Mehr als Grundmauern, welche durch ein rostiges Blechdach geschützt werden, sind vom Wanderweg auf dem First aus nicht zu erkennen, der Weg zur Ruine ist nur für Eingeweihte zu finden. Wer diesen aber einmal gefunden hat, wird durch eine herrliche Aussicht von dieser kleinen Hochebene aus auf den Säntis, den Sämtisersee mit dem ›Plattenbödeli‹ und auf den Hohen Kasten belohnt. Nur eine kleine, gelbe Tafel neueren Datums mit der Aufschrift ›STAUBEREN 1619 m Staubere‹ deutet noch auf die Geschichte hin, die in diesem Haufen aus Steinen, Balken und Schutt verborgen liegt.

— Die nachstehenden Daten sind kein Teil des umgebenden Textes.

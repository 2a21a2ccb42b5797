//! thesis-scout: resumable sourcing, scoring and due-diligence pipeline.
//!
//! A job walks five steps against an investment thesis:
//! thesis analysis → sourcing → picking → DD search → DD analysis.
//!
//! # Architecture
//!
//! - **Search**: the `scout-search` crate fans queries out to search
//!   providers with cost-aware fallback and merges results into ranked
//!   candidates
//! - **Scoring**: the model judges candidates on seven criteria, reduced
//!   to one fit score with configurable weights
//! - **Extraction**: model text is recovered as JSON even when fenced,
//!   padded or truncated
//! - **Jobs**: a persisted state machine with optimistic concurrency,
//!   advanced one step per `continue` message from a durable SQLite queue
//! - **Host**: newline-delimited JSON envelopes over stdin/stdout

pub mod app;
pub mod config;
pub mod diligence;
pub mod error;
pub mod extract;
mod fields;
pub mod host;
pub mod jobs;
pub mod llm;
pub mod scoring;
pub mod scout_dirs;
pub mod thesis;

#[cfg(test)]
pub(crate) mod test_utils;

pub use app::App;
pub use config::ScoutConfig;
pub use error::{Result, ScoutError};
pub use jobs::{ContinueOutcome, Drive, Job, JobSnapshot, Orchestrator, Phase, Step};
//! LLM provider abstraction.
//!
//! A provider turns a `(system, user)` prompt pair into raw completion
//! text. The text is untrusted: callers always pass it through
//! [`crate::extract::extract_json`] before reading fields.

pub mod fallback;
pub mod openai_compat;

use async_trait::async_trait;

pub use fallback::LlmChain;
pub use openai_compat::OpenAiCompatProvider;

/// Stable error codes for LLM failures.
pub mod error_codes {
    /// Missing or rejected API key.
    pub const AUTH_FAILED: &str = "AUTH_FAILED";

    /// Provider answered 429.
    pub const RATE_LIMITED: &str = "RATE_LIMITED";

    /// Transport-level failure (connect, reset, DNS).
    pub const REQUEST_FAILED: &str = "REQUEST_FAILED";

    /// Request timed out.
    pub const TIMEOUT_ERROR: &str = "TIMEOUT_ERROR";

    /// Provider-side failure (5xx or unusable response body).
    pub const PROVIDER_ERROR: &str = "PROVIDER_ERROR";

    /// Provider rejected the request (4xx other than auth/rate limit).
    pub const BAD_REQUEST: &str = "BAD_REQUEST";

    /// Invalid or missing configuration.
    pub const CONFIG_INVALID: &str = "CONFIG_INVALID";
}

/// Errors produced by LLM providers.
///
/// The Display impl formats as `[CODE] message`.
#[derive(Debug, Clone, thiserror::Error)]
pub enum LlmError {
    #[error("[{}] {}", error_codes::AUTH_FAILED, .0)]
    Auth(String),

    #[error("[{}] {}", error_codes::RATE_LIMITED, .0)]
    RateLimited(String),

    #[error("[{}] {}", error_codes::REQUEST_FAILED, .0)]
    Request(String),

    #[error("[{}] {}", error_codes::TIMEOUT_ERROR, .0)]
    Timeout(String),

    #[error("[{}] {}", error_codes::PROVIDER_ERROR, .0)]
    Provider(String),

    #[error("[{}] {}", error_codes::BAD_REQUEST, .0)]
    BadRequest(String),

    #[error("[{}] {}", error_codes::CONFIG_INVALID, .0)]
    Config(String),
}

impl LlmError {
    /// Returns the stable error code for this error.
    pub fn code(&self) -> &'static str {
        match self {
            Self::Auth(_) => error_codes::AUTH_FAILED,
            Self::RateLimited(_) => error_codes::RATE_LIMITED,
            Self::Request(_) => error_codes::REQUEST_FAILED,
            Self::Timeout(_) => error_codes::TIMEOUT_ERROR,
            Self::Provider(_) => error_codes::PROVIDER_ERROR,
            Self::BadRequest(_) => error_codes::BAD_REQUEST,
            Self::Config(_) => error_codes::CONFIG_INVALID,
        }
    }

    /// Transient errors are retried on the same provider; the rest move
    /// straight to the next provider in the chain.
    pub fn is_retryable(&self) -> bool {
        matches!(
            self,
            Self::RateLimited(_) | Self::Request(_) | Self::Timeout(_) | Self::Provider(_)
        )
    }
}

/// Per-request sampling options.
#[derive(Debug, Clone, PartialEq)]
pub struct CompletionOptions {
    pub temperature: f64,
    pub max_tokens: u32,
    /// Ask the provider for a JSON object response when it supports it.
    pub json_mode: bool,
}

impl Default for CompletionOptions {
    fn default() -> Self {
        Self {
            temperature: 0.2,
            max_tokens: 2_048,
            json_mode: true,
        }
    }
}

/// A text completion backend.
#[async_trait]
pub trait LlmProvider: Send + Sync {
    /// Name used in logs.
    fn name(&self) -> &str;

    /// False when the provider lacks credentials and must be skipped.
    fn is_configured(&self) -> bool {
        true
    }

    /// Complete one prompt pair, returning the raw model text.
    async fn complete(
        &self,
        system: &str,
        user: &str,
        options: &CompletionOptions,
    ) -> Result<String, LlmError>;
}

#[cfg(test)]
mod tests {
    use super::*;

    #[test]
    fn transient_errors_are_retryable() {
        assert!(LlmError::RateLimited("429".into()).is_retryable());
        assert!(LlmError::Timeout("slow".into()).is_retryable());
        assert!(LlmError::Provider("502".into()).is_retryable());
        assert!(!LlmError::Auth("401".into()).is_retryable());
        assert!(!LlmError::BadRequest("400".into()).is_retryable());
        assert!(!LlmError::Config("no key".into()).is_retryable());
    }

    #[test]
    fn display_carries_code() {
        let err = LlmError::Auth("invalid key".into());
        assert_eq!(err.to_string(), "[AUTH_FAILED] invalid key");
        assert_eq!(err.code(), "AUTH_FAILED");
    }
}
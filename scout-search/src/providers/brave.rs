//! Brave Web Search API provider.
//!
//! Brave runs its own index and has the most generous free quota of the
//! supported providers, which makes it the default primary.

use async_trait::async_trait;
use serde::Deserialize;

use crate::error::SearchError;
use crate::http::classify_status;
use crate::provider::SearchProvider;
use crate::types::{ProviderId, SearchResult};

/// Production endpoint of the Brave Web Search API.
const DEFAULT_BASE_URL: &str = "https://api.search.brave.com";

/// Brave caps `count` at 20 per request.
const MAX_COUNT: usize = 20;

/// Brave Web Search API client.
pub struct BraveProvider {
    client: reqwest::Client,
    api_key: Option<String>,
    base_url: String,
}

impl BraveProvider {
    /// Create a provider. `api_key = None` leaves it unconfigured.
    pub fn new(client: reqwest::Client, api_key: Option<String>) -> Self {
        Self {
            client,
            api_key: api_key.filter(|k| !k.trim().is_empty()),
            base_url: DEFAULT_BASE_URL.to_owned(),
        }
    }

    /// Create a provider reading its key from the named environment variable.
    pub fn from_env(client: reqwest::Client, var: &str) -> Self {
        Self::new(client, std::env::var(var).ok())
    }

    /// Point the provider at a different host (used by tests).
    #[must_use]
    pub fn with_base_url(mut self, base_url: impl Into<String>) -> Self {
        self.base_url = base_url.into();
        self
    }
}

#[derive(Debug, Deserialize)]
struct BraveResponse {
    #[serde(default)]
    web: Option<BraveWeb>,
}

#[derive(Debug, Deserialize)]
struct BraveWeb {
    #[serde(default)]
    results: Vec<BraveResult>,
}

#[derive(Debug, Deserialize)]
struct BraveResult {
    #[serde(default)]
    title: String,
    #[serde(default)]
    url: String,
    #[serde(default)]
    description: String,
    #[serde(default)]
    extra_snippets: Vec<String>,
}

#[async_trait]
impl SearchProvider for BraveProvider {
    fn id(&self) -> ProviderId {
        ProviderId::Brave
    }

    fn is_configured(&self) -> bool {
        self.api_key.is_some()
    }

    async fn search(&self, query: &str, count: usize) -> Result<Vec<SearchResult>, SearchError> {
        let Some(api_key) = self.api_key.as_deref() else {
            return Err(SearchError::ProviderUnavailable(
                "brave API key not configured".into(),
            ));
        };
        tracing::trace!(query, count, "brave search");

        let per_request = count.clamp(1, MAX_COUNT).to_string();
        let response = self
            .client
            .get(format!("{}/res/v1/web/search", self.base_url))
            .query(&[("q", query), ("count", per_request.as_str())])
            .header("Accept", "application/json")
            .header("X-Subscription-Token", api_key)
            .send()
            .await
            .map_err(|e| SearchError::Http(format!("brave request failed: {e}")))?;

        let status = response.status();
        if !status.is_success() {
            return Err(classify_status(ProviderId::Brave, status));
        }

        let body: BraveResponse = response
            .json()
            .await
            .map_err(|e| SearchError::Parse(format!("brave response: {e}")))?;

        Ok(body
            .web
            .map(|web| web.results)
            .unwrap_or_default()
            .into_iter()
            .filter(|r| !r.url.trim().is_empty())
            .take(count)
            .map(|r| SearchResult {
                title: r.title,
                url: r.url,
                description: r.description,
                extra_snippets: r.extra_snippets,
                provider: ProviderId::Brave,
            })
            .collect())
    }
}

Roger liebt solche Orte, hortet sie als sein ganz persönliches Geheimnis. Orte, die nicht allgemein bekannt sind und zu denen er sich zurückziehen kann, ohne andere Wanderer zu treffen, wo er nur mit sich alleine die Faszination und Ruhe des Alpsteins genießen kann. Noch ist dies möglich, doch der geplante Wiederaufbau des alten Berggasthauses, das dann einen Spaziergang durch die Vergangenheit und Geschichte ermöglichen soll, wird auch diese Oase zum Verschwinden bringen. Bereits wurde von den Besitzern der heutigen ›Staubern‹ ein Gönnerverein gegründet, der dieses Projekt finanzieren soll, und auch erste Pläne eines Architekten für eine mögliche Rekonstruktion liegen vor.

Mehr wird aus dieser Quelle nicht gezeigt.